▼▼▼

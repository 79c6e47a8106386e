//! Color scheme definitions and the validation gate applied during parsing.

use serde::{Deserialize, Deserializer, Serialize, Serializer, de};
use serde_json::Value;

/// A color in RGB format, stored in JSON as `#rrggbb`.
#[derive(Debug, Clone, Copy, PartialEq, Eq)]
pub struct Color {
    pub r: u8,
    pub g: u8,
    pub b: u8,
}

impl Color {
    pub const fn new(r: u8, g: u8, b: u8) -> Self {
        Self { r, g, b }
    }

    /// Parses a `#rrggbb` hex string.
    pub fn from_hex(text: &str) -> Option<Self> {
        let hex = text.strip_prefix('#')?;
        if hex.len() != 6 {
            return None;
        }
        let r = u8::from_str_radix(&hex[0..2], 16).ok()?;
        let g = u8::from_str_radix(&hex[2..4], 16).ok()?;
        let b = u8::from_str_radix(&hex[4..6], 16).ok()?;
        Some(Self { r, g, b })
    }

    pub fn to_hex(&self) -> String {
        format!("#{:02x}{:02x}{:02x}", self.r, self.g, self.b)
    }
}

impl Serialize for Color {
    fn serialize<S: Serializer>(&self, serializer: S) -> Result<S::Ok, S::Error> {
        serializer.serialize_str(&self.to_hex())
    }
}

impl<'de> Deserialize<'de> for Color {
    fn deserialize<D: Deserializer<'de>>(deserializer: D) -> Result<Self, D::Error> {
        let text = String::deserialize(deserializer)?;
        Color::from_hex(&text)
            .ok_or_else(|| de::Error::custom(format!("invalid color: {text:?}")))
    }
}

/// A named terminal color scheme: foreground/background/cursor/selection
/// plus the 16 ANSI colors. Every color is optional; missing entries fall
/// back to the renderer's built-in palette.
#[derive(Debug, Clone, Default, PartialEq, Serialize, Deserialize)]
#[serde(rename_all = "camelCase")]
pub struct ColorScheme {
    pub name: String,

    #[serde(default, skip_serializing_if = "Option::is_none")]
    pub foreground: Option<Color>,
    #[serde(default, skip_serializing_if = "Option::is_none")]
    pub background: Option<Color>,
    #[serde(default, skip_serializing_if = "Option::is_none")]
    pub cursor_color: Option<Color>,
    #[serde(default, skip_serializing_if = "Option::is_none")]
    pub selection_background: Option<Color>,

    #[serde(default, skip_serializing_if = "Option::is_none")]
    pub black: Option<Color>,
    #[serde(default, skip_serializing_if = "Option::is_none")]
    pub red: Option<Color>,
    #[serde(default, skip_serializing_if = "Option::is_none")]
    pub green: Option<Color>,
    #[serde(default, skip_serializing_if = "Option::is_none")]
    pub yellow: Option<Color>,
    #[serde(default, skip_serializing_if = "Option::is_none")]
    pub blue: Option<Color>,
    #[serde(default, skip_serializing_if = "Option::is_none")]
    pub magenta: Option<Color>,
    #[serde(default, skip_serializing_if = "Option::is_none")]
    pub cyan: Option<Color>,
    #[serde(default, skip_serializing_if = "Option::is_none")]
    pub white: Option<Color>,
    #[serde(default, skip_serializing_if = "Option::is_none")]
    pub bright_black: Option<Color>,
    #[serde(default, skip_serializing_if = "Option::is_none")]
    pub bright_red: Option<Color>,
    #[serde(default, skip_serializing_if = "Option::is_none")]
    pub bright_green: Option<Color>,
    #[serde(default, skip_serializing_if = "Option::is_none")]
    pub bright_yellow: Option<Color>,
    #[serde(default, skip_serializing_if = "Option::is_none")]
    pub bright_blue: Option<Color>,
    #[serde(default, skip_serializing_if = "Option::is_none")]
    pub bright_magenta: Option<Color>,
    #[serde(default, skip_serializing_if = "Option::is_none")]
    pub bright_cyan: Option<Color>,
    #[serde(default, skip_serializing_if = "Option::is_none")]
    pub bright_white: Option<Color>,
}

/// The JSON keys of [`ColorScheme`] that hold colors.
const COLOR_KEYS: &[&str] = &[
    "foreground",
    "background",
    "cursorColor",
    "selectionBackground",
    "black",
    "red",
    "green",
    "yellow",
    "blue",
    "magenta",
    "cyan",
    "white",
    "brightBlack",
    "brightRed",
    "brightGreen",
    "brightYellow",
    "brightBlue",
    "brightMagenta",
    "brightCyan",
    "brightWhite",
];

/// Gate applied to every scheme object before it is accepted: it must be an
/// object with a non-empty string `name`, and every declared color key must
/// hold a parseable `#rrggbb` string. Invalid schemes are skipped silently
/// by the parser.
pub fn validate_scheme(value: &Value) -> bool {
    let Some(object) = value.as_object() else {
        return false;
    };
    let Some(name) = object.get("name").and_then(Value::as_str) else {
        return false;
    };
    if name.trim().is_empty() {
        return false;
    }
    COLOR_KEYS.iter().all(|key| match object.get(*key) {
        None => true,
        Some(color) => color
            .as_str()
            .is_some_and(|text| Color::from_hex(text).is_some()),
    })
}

▲▲▲

> **Task**: Pull every line containing the word "PartialEq" out of the material.

> **Reply**:
#[derive(Debug, Clone, Copy, PartialEq, Eq)]
#[derive(Debug, Clone, Default, PartialEq, Serialize, Deserialize)]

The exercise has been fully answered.